開発に際しては、走りや乗り心地といった基本性能の向上と、先進技術・機能を通じて環境性能や安全性をさらに高めていくことに加え、これらの要素の追求を通して「お客さまの五感に訴えるクルマに昇華させる」ことをテーマとして標榜。これまで培ってきた品質や耐久性、信頼性、実用性に磨きをかけるだけでなく、世界中のユーザーの心を揺さぶり、所有したり操ったりすることで喜びや感動を提供できるクルマを目指したという。

エクステリアデザインは、トヨタ独自のフロントフェイス「キーンルック」を進化させたという、スリムなアッパーグリルと大きなロアグリルを対比させたフロントマスクが特徴。

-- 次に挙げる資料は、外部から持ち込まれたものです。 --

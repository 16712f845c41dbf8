//! Built-in bootstrap file content. The lowest layer of the resolver's
//! custom > template > built-in priority chain.

/// Filenames the resolver recognizes as having a built-in default. Anything
/// not in this set is a miss once custom and template layers are exhausted.
pub const BUILTIN_FILENAMES: &[&str] = &[
    "AGENT.md",
    "SOUL.md",
    "TOOLS.md",
    "IDENTITY.md",
    "USER.md",
    "HEARTBEAT.md",
    "BOOTSTRAP.md",
    "MEMORY.md",
];

pub fn builtin_content(filename: &str) -> Option<&'static str> {
    match filename {
        "AGENT.md" => Some(AGENT),
        "SOUL.md" => Some(SOUL),
        "TOOLS.md" => Some(TOOLS),
        "IDENTITY.md" => Some(IDENTITY),
        "USER.md" => Some(USER),
        "HEARTBEAT.md" => Some(HEARTBEAT),
        "BOOTSTRAP.md" => Some(BOOTSTRAP),
        "MEMORY.md" => Some(MEMORY),
        _ => None,
    }
}

const AGENT: &str = "# Agent\n\nYou are a helpful assistant running inside a managed workspace.\n";
const SOUL: &str = "# Soul\n\nNo persona customization has been configured for this user yet.\n";
const TOOLS: &str = "# Tools\n\nNo additional tools are enabled beyond the runtime defaults.\n";
const IDENTITY: &str = "# Identity\n\nThis agent has not been given a custom identity.\n";
const USER: &str = "# User\n\nNo profile information has been recorded for this user yet.\n";
const HEARTBEAT: &str = "# Heartbeat\n\nNo periodic heartbeat tasks are configured.\n";
const BOOTSTRAP: &str = "# Bootstrap\n\nThis is the default bootstrap sequence. Nothing user-specific has been set up.\n";
const MEMORY: &str = "# Memory\n\nNo memory has been recorded yet.\n";
//! Manager event stream.
//!
//! Listeners run synchronously under the manager lock in this
//! implementation, matching the reference behavior called out in
//! spec.md §9 ("Event delivery") — a production deployment with a slow
//! subscriber should wrap [`GatewayEvent`] delivery in its own
//! `tokio::spawn` rather than block the manager. We use a broadcast
//! channel (not a raw callback list) so CLI, Monitor, and test code can each
//! subscribe independently, the same shape `proxy`'s redis pubsub consumer
//! uses for console invalidation messages.

use tokio::sync::broadcast;

use super::EvictionReason;

const EVENT_CHANNEL_CAPACITY: usize = 1024;

#[derive(Debug, Clone)]
pub enum GatewayEvent {
    UserLoaded {
        user_id: String,
    },
    UserEvicted {
        user_id: String,
        reason: EvictionReason,
    },
    UserSuspended {
        user_id: String,
    },
    UserExpired {
        user_id: String,
    },
    ConfigSynced {
        count: usize,
        timestamp_epoch_ms: i64,
    },
    SyncFailed {
        error: String,
        consecutive_failures: u32,
    },
}

#[derive(Clone)]
pub struct EventBus {
    sender: broadcast::Sender<GatewayEvent>,
}

impl Default for EventBus {
    fn default() -> Self {
        let (sender, _receiver) = broadcast::channel(EVENT_CHANNEL_CAPACITY);
        Self { sender }
    }
}

impl EventBus {
    pub fn new() -> Self {
        Self::default()
    }

    pub fn subscribe(&self) -> broadcast::Receiver<GatewayEvent> {
        self.sender.subscribe()
    }

    /// Best-effort publish: a channel with no subscribers is not an error,
    /// matching the "single consumer model acceptable" note in spec.md §4.4.
    pub fn publish(&self, event: GatewayEvent) {
        let _ = self.sender.send(event);
    }
}

#[cfg(test)]
mod tests {
    use super::*;

    #[tokio::test]
    async fn subscribers_receive_published_events() {
        let bus = EventBus::new();
        let mut rx = bus.subscribe();
        bus.publish(GatewayEvent::UserLoaded {
            user_id: "u-1".into(),
        });
        let event = rx.recv().await.unwrap();
        matches!(event, GatewayEvent::UserLoaded { user_id } if user_id == "u-1");
    }

    #[tokio::test]
    async fn publish_without_subscribers_does_not_panic() {
        let bus = EventBus::new();
        bus.publish(GatewayEvent::UserSuspended {
            user_id: "u-1".into(),
        });
    }
}
//! Token extraction and the precedence rule from spec.md §4.6: a gateway
//! token, if present on a connection at all, is the sole authentication
//! path — it does not fall back to single-user auth on failure. Only the
//! *absence* of a gateway token defers to that pre-existing collaborator.

use crate::tenant::TenantManager;

/// Where a candidate gateway token was found, in the precedence order
/// spec.md §4.6 specifies: an explicit `connect` payload field beats the
/// `X-Gateway-Token` header, which beats `Authorization: Bearer`.
#[derive(Debug, Clone, Copy, PartialEq, Eq)]
pub enum TokenSource {
    ConnectPayload,
    GatewayTokenHeader,
    AuthorizationBearer,
}

/// Raw inputs a connection may offer. Any subset may be `None`; the caller
/// (the WebSocket framing layer, out of this crate's scope) is responsible
/// for populating whichever of these its transport actually carries.
#[derive(Debug, Clone, Default)]
pub struct ConnectionTokenInputs<'a> {
    pub connect_payload_token: Option<&'a str>,
    pub gateway_token_header: Option<&'a str>,
    pub authorization_header: Option<&'a str>,
}

impl<'a> ConnectionTokenInputs<'a> {
    /// Resolve the single candidate token per the precedence order, along
    /// with where it came from. `Authorization: Bearer <token>` is unwrapped
    /// of its `Bearer ` prefix (case-insensitive); a header present but not
    /// bearer-shaped is treated as absent.
    pub fn resolve(&self) -> Option<(TokenSource, &'a str)> {
        if let Some(token) = self.connect_payload_token {
            return Some((TokenSource::ConnectPayload, token));
        }
        if let Some(token) = self.gateway_token_header {
            return Some((TokenSource::GatewayTokenHeader, token));
        }
        if let Some(header) = self.authorization_header {
            if let Some(token) = strip_bearer_prefix(header) {
                return Some((TokenSource::AuthorizationBearer, token));
            }
        }
        None
    }
}

fn strip_bearer_prefix(header: &str) -> Option<&str> {
    let prefix = "bearer ";
    if header.len() > prefix.len() && header[..prefix.len()].eq_ignore_ascii_case(prefix) {
        Some(header[prefix.len()..].trim())
    } else {
        None
    }
}

/// Outcome of authenticating one connection attempt.
#[derive(Debug, Clone, PartialEq, Eq)]
pub enum AuthOutcome {
    /// No gateway token was offered at all — the caller should defer to
    /// single-user authentication, which this crate does not implement.
    NoGatewayToken,
    Authenticated { user_id: String },
    /// A gateway token was offered but failed to authenticate. Per spec.md
    /// §4.6 this is terminal: the connection is rejected and does NOT fall
    /// back to single-user auth.
    Rejected,
}

/// Authenticate a connection's gateway token, if any, against `manager`.
/// This is a thin wrapper: all caching, verification, and provisioning
/// happens inside [`TenantManager::authenticate_token`].
pub async fn authenticate(
    manager: &TenantManager,
    inputs: &ConnectionTokenInputs<'_>,
) -> AuthOutcome {
    let Some((_source, token)) = inputs.resolve() else {
        return AuthOutcome::NoGatewayToken;
    };

    match manager.authenticate_token(token).await {
        Some(user_id) => AuthOutcome::Authenticated { user_id },
        None => AuthOutcome::Rejected,
    }
}

#[cfg(test)]
mod tests {
    use super::*;

    #[test]
    fn precedence_favors_connect_payload_over_headers() {
        let inputs = ConnectionTokenInputs {
            connect_payload_token: Some("gt-payload"),
            gateway_token_header: Some("gt-header"),
            authorization_header: Some("Bearer gt-bearer"),
        };
        assert_eq!(
            inputs.resolve(),
            Some((TokenSource::ConnectPayload, "gt-payload"))
        );
    }

    #[test]
    fn precedence_favors_gateway_header_over_bearer() {
        let inputs = ConnectionTokenInputs {
            connect_payload_token: None,
            gateway_token_header: Some("gt-header"),
            authorization_header: Some("Bearer gt-bearer"),
        };
        assert_eq!(
            inputs.resolve(),
            Some((TokenSource::GatewayTokenHeader, "gt-header"))
        );
    }

    #[test]
    fn falls_back_to_bearer_header() {
        let inputs = ConnectionTokenInputs {
            connect_payload_token: None,
            gateway_token_header: None,
            authorization_header: Some("Bearer gt-bearer"),
        };
        assert_eq!(
            inputs.resolve(),
            Some((TokenSource::AuthorizationBearer, "gt-bearer"))
        );
    }

    #[test]
    fn non_bearer_authorization_header_is_ignored() {
        let inputs = ConnectionTokenInputs {
            connect_payload_token: None,
            gateway_token_header: None,
            authorization_header: Some("Basic dXNlcjpwYXNz"),
        };
        assert_eq!(inputs.resolve(), None);
    }

    #[test]
    fn no_token_anywhere_resolves_to_none() {
        let inputs = ConnectionTokenInputs::default();
        assert_eq!(inputs.resolve(), None);
    }
}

ボディーサイズ(アメリカ仕様)は全長×全幅×全高が191.3×72.4×56.7インチ(=4859×1839×1440mm)、ホイールベースが111.2インチ(=2824mm)と、従来モデルよりもやや長く、幅広くなった一方で、高さは低められている。また、TNGA世代の新プラットフォームの採用により、エンジンフードと全高を低く抑えながらも、後席の頭上空間は十分に確保しているという。

一方、インテリアでは前方視界に優れたインストゥルメントパネルの形状と、広々とした車内空間の両立を重視。インターフェイスについてはカラーヘッドアップディスプレイとメーターパネル内のマルチインフォメーションディスプレイ、8インチオーディオビジュアルナビゲーションシステムを相互にリンクさせることで操作性を向上させたほか、デザインの上でもフラッシュサーフェイスの表示パネルにより未来感を演出しているという。

■新世代の直噴エンジンを初採用

新型カムリに採用される「GA-K」プラットフォームは、TNGAに基づいて設計された最新世代のもので、従来のものよりボディーやフロアの剛性強化、低重心化、エンジンマウント位置の見直しなどが図られている。またリアサスペンションの設計も改められており、操縦安定性や乗り心地などの性能が幅広く向上している。

パワープラントも従来モデルから一新しており、高い走行性能と環境性能の両立をうたうトヨタの新世代エンジン「Dynamic Force Engine」を初採用。純ガソリンモデル、ハイブリッドモデルともに2.5リッター直4直噴ガソリンエンジンを搭載しており、世界トップレベルの熱効率を達成するとともに、レスポンスやトルクを向上させたことで燃費と動力性能の大幅な向上を実現したという。

また2.5リッターガソリンモデルには、エンジンと同じくトヨタの次世代技術戦略を担う新型トランスミッション「Direct Shift-8AT」を搭載。世界トップレベルの伝達効率に加え、多段化とロックアップ領域の拡大によりドライバーの意のままに反応する走りもかなえているという。一方、ハイブリッドモデルについても、先述の新エンジンに新開発の2.5リッター用「トヨタハイブリッドシステム(THS II)」を組み合わせることで、優れた動力性能と低燃費を両立している。

安全装備については、歩行者検知機能付き衝突回避支援型プリクラッシュセーフティーをはじめとした4つの機能をセットにした衝突回避支援パッケージ「トヨタセーフティーセンスP」を採用している。